Meet, then assign default weight to described problem word;
If not meeting, the weight of problem word is all standby at each with problem word identical knowledge word in described problem
Select the average value of weight in knowledge;
Described assign presets the condition of weight not include described problem word in the knowledge word.
Alternatively, the utilization knowledge word and problem word obtain the vectorial phase of each alternative knowledge and described problem
Like degree, including:
The vector of the alternative knowledge is obtained,
The vector of described problem is obtained,
The vector similarity is calculated using the vector of the vector sum described problem of the alternative knowledge.
Alternatively, the vector for obtaining the alternative knowledge includes:
The term vector of knowledge word is obtained, the term vector of the knowledge word is word of the knowledge word in the alternative knowledge
Vector;
The vector of the alternative knowledge is calculated using the term vector of the knowledge word.
Alternatively, the vector for obtaining described problem includes:
The term vector of acquisition problem word, the term vector of described problem word is identical with the term vector of knowledge word described in identical;
The vector of described problem is calculated using the term vector of knowledge word.
Alternatively, the weight similarity uses a kind of in Jaccard (Jacobi's distance), Hamming distance and editing distance
Or the mode of a variety of combinations is obtained;
The vector similarity is obtained using cosine manner;
Total similarity of the alternative knowledge and described problem is the weight of the alternative knowledge of same and described problem
Similarity and the linear weighted function sum of the vector similarity.
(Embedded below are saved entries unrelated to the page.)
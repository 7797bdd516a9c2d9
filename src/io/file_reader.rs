//! Local file implementation of [`RangeReader`].

use std::io::SeekFrom;
use std::path::Path;

use async_trait::async_trait;
use bytes::Bytes;
use tokio::fs::File;
use tokio::io::{AsyncReadExt, AsyncSeekExt};
use tokio::sync::Mutex;

use crate::error::IoError;

use super::range_reader::RangeReader;

/// Range reader over a file on the local file system.
///
/// The handle is shared behind a mutex because a seek and the following read
/// must not interleave with another caller's.
pub struct FileRangeReader {
    file: Mutex<File>,
    size: u64,
    identifier: String,
}

impl FileRangeReader {
    /// Open a file for range reads.
    pub async fn open(path: impl AsRef<Path>) -> Result<Self, IoError> {
        let path = path.as_ref();
        let identifier = path.display().to_string();

        let file = File::open(path)
            .await
            .map_err(|e| IoError::from_std(identifier.clone(), e))?;
        let size = file
            .metadata()
            .await
            .map_err(|e| IoError::from_std(identifier.clone(), e))?
            .len();

        Ok(Self {
            file: Mutex::new(file),
            size,
            identifier,
        })
    }
}

#[async_trait]
impl RangeReader for FileRangeReader {
    async fn read_exact_at(&self, offset: u64, len: usize) -> Result<Bytes, IoError> {
        let end = offset.checked_add(len as u64);
        if end.map_or(true, |end| end > self.size) {
            return Err(IoError::RangeOutOfBounds {
                offset,
                requested: len as u64,
                size: self.size,
            });
        }

        let mut file = self.file.lock().await;
        file.seek(SeekFrom::Start(offset))
            .await
            .map_err(|e| IoError::from_std(self.identifier.clone(), e))?;

        let mut buf = vec![0u8; len];
        file.read_exact(&mut buf)
            .await
            .map_err(|e| IoError::from_std(self.identifier.clone(), e))?;

        Ok(Bytes::from(buf))
    }

    fn size(&self) -> u64 {
        self.size
    }

    fn identifier(&self) -> &str {
        &self.identifier
    }
}
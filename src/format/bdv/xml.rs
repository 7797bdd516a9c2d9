//! BigDataViewer SpimData descriptor.
//!
//! BigDataViewer opens an HDF5 dataset through an XML file that names the
//! container and declares one view setup per channel. The calibration is
//! recorded twice: as the voxel size of the setup and as the diagonal of the
//! view registration, since some readers only apply the registration.

use std::fmt::Write as _;
use std::io::Write;
use std::path::Path;

use tempfile::NamedTempFile;
use tracing::debug;

use crate::error::WriteError;
use crate::format::ome::{persist, temp_file_for};

/// Voxel size unit written to the descriptor.
pub const BDV_UNIT: &str = "μm";

/// Parameters of a single-setup, single-timepoint descriptor.
#[derive(Debug, Clone, PartialEq)]
pub struct BdvDescriptor {
    /// HDF5 file name, relative to the descriptor
    pub h5_file_name: String,

    pub width: usize,
    pub height: usize,

    /// Isotropic voxel size in micrometers
    pub voxel_size_um: f64,
}

impl BdvDescriptor {
    /// Row-major 3x4 affine: voxel size on the diagonal, no translation.
    pub fn affine(&self) -> [f64; 12] {
        let s = self.voxel_size_um;
        [s, 0.0, 0.0, 0.0, 0.0, s, 0.0, 0.0, 0.0, 0.0, s, 0.0]
    }

    /// Render the SpimData document.
    pub fn to_xml(&self) -> String {
        let s = self.voxel_size_um;
        let affine = self
            .affine()
            .iter()
            .map(|v| format!("{:?}", v))
            .collect::<Vec<_>>()
            .join(" ");

        let mut xml = String::with_capacity(1536);
        xml.push_str("<?xml version=\"1.0\" encoding=\"UTF-8\"?>\n");
        xml.push_str("<SpimData version=\"0.2\">\n");
        xml.push_str("  <BasePath type=\"relative\">.</BasePath>\n");
        xml.push_str("  <SequenceDescription>\n");
        xml.push_str("    <ImageLoader format=\"bdv.hdf5\">\n");
        // write! into a String cannot fail
        let _ = writeln!(
            xml,
            "      <hdf5 type=\"relative\">{}</hdf5>",
            escape_text(&self.h5_file_name)
        );
        xml.push_str("    </ImageLoader>\n");
        xml.push_str("    <ViewSetups>\n");
        xml.push_str("      <ViewSetup>\n");
        xml.push_str("        <id>0</id>\n");
        xml.push_str("        <name>channel 1</name>\n");
        let _ = writeln!(xml, "        <size>{} {} 1</size>", self.width, self.height);
        xml.push_str("        <voxelSize>\n");
        let _ = writeln!(xml, "          <unit>{}</unit>", BDV_UNIT);
        let _ = writeln!(xml, "          <size>{:?} {:?} {:?}</size>", s, s, s);
        xml.push_str("        </voxelSize>\n");
        xml.push_str("        <attributes>\n");
        xml.push_str("          <channel>1</channel>\n");
        xml.push_str("        </attributes>\n");
        xml.push_str("      </ViewSetup>\n");
        xml.push_str("      <Attributes name=\"channel\">\n");
        xml.push_str("        <Channel>\n");
        xml.push_str("          <id>1</id>\n");
        xml.push_str("          <name>1</name>\n");
        xml.push_str("        </Channel>\n");
        xml.push_str("      </Attributes>\n");
        xml.push_str("    </ViewSetups>\n");
        xml.push_str("    <Timepoints type=\"range\">\n");
        xml.push_str("      <first>0</first>\n");
        xml.push_str("      <last>0</last>\n");
        xml.push_str("    </Timepoints>\n");
        xml.push_str("  </SequenceDescription>\n");
        xml.push_str("  <ViewRegistrations>\n");
        xml.push_str("    <ViewRegistration timepoint=\"0\" setup=\"0\">\n");
        xml.push_str("      <ViewTransform type=\"affine\">\n");
        let _ = writeln!(xml, "        <affine>{}</affine>", affine);
        xml.push_str("      </ViewTransform>\n");
        xml.push_str("    </ViewRegistration>\n");
        xml.push_str("  </ViewRegistrations>\n");
        xml.push_str("</SpimData>\n");
        xml
    }
}

/// Write the descriptor to `path`, atomically.
pub fn write_bdv_xml(descriptor: &BdvDescriptor, path: &Path) -> Result<(), WriteError> {
    let temp = stage_bdv_xml(descriptor, path)?;
    persist(temp, path)?;
    Ok(())
}

/// Write the descriptor into a temporary file next to `path`.
pub(crate) fn stage_bdv_xml(
    descriptor: &BdvDescriptor,
    path: &Path,
) -> Result<NamedTempFile, WriteError> {
    let identifier = path.display().to_string();
    let mut temp = temp_file_for(path)?;
    temp.write_all(descriptor.to_xml().as_bytes())
        .and_then(|_| temp.as_file().sync_all())
        .map_err(|e| WriteError::io(identifier.clone(), e))?;

    debug!(file = %identifier, h5 = %descriptor.h5_file_name, "Wrote BDV descriptor");
    Ok(temp)
}

fn escape_text(value: &str) -> String {
    value
        .replace('&', "&amp;")
        .replace('<', "&lt;")
        .replace('>', "&gt;")
}

#[cfg(test)]
mod tests {
    use super::*;
    use tempfile::TempDir;

    fn descriptor() -> BdvDescriptor {
        BdvDescriptor {
            h5_file_name: "grid1.h5".to_string(),
            width: 40001,
            height: 30001,
            voxel_size_um: 0.0002,
        }
    }

    #[test]
    fn test_descriptor_fields() {
        let xml = descriptor().to_xml();
        assert!(xml.contains("<SpimData version=\"0.2\">"));
        assert!(xml.contains("<ImageLoader format=\"bdv.hdf5\">"));
        assert!(xml.contains("<hdf5 type=\"relative\">grid1.h5</hdf5>"));
        assert!(xml.contains("<size>40001 30001 1</size>"));
        assert!(xml.contains("<unit>μm</unit>"));
        assert!(xml.contains("<size>0.0002 0.0002 0.0002</size>"));
        assert!(xml.contains("<channel>1</channel>"));
        assert!(xml.contains("<first>0</first>"));
        assert!(xml.contains("<last>0</last>"));
        assert!(xml.contains("<ViewRegistration timepoint=\"0\" setup=\"0\">"));
    }

    #[test]
    fn test_affine_diagonal() {
        let xml = descriptor().to_xml();
        assert!(xml.contains(
            "<affine>0.0002 0.0 0.0 0.0 0.0 0.0002 0.0 0.0 0.0 0.0 0.0002 0.0</affine>"
        ));
        let affine = descriptor().affine();
        assert_eq!([affine[0], affine[5], affine[10]], [0.0002; 3]);
        assert_eq!(affine.iter().filter(|v| **v == 0.0).count(), 9);
    }

    #[test]
    fn test_file_name_is_escaped() {
        let mut descriptor = descriptor();
        descriptor.h5_file_name = "a&b.h5".to_string();
        assert!(descriptor.to_xml().contains(">a&amp;b.h5<"));
    }

    #[test]
    fn test_write_descriptor() {
        let dir = TempDir::new().unwrap();
        let path = dir.path().join("grid1.xml");
        write_bdv_xml(&descriptor(), &path).unwrap();

        let written = std::fs::read_to_string(&path).unwrap();
        assert_eq!(written, descriptor().to_xml());
        assert_eq!(std::fs::read_dir(dir.path()).unwrap().count(), 1);
    }
}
Alternatively, the preset rules are by total sequencing of similarity of all alternative knowledge and described problem, total phase
Like choosing in degree the maximum.
The application has merged weight similarity and vector similarity in knowledge-problem matching process of intelligent Answer System
Two kinds of similarity evaluation systems, compensate for the systematic error that single similarity evaluation method is present, moreover, the scheme of the application exists
Calculate before weight similarity and vector similarity, word segmentation result pre-processed, remove the stop words in word segmentation result,
Reduce false touch rate, in addition, the weight of the knowledge word to being obtained after pretreatment has carried out normalized, make its threshold value [0,
1], reduce due to different knowledge word weight difference it is big caused by weight Similarity Measure deviation so that problem with it is standby
Select the weight similarity of knowledge more accurate, and then improve the accuracy of total similarity, further increase intelligent answer system
The accuracy that knowledge-problem of uniting is matched.
Second aspect, present invention also provides a kind of knowledge of intelligent Answer System-problem coalignment, described device bag
Include:
Problem acquiring unit, for obtaining the problem of client is sent;
Weight similarity acquiring unit, for using knowledge word and problem word obtain respectively each alternative knowledge with it is described
The weight similarity of problem;
Vector similarity acquiring unit, for using knowledge word and problem word obtain respectively each alternative knowledge with
The vector similarity of described problem;
Total similarity calculated, for utilizing the weight similarity and the vector similarity, is calculated each respectively
Total similarity of the alternative knowledge of bar and described problem;
Knowledge-problem matching unit, the alternative knowledge of preset rules is met for obtaining total similarity, is asked as with described
Inscribe the knowledge matched.
Alternatively, the knowledge word is prepared by the following:
Word segmentation processing is carried out to the alternative knowledge;
Remove the stop words in word segmentation processing result, so as to obtain the knowledge word in the alternative knowledge;
Alternatively, described problem word is prepared by the following:
Word segmentation processing is carried out to described problem;
Remove the stop words in word segmentation processing result, so that the problem of obtaining in described problem word.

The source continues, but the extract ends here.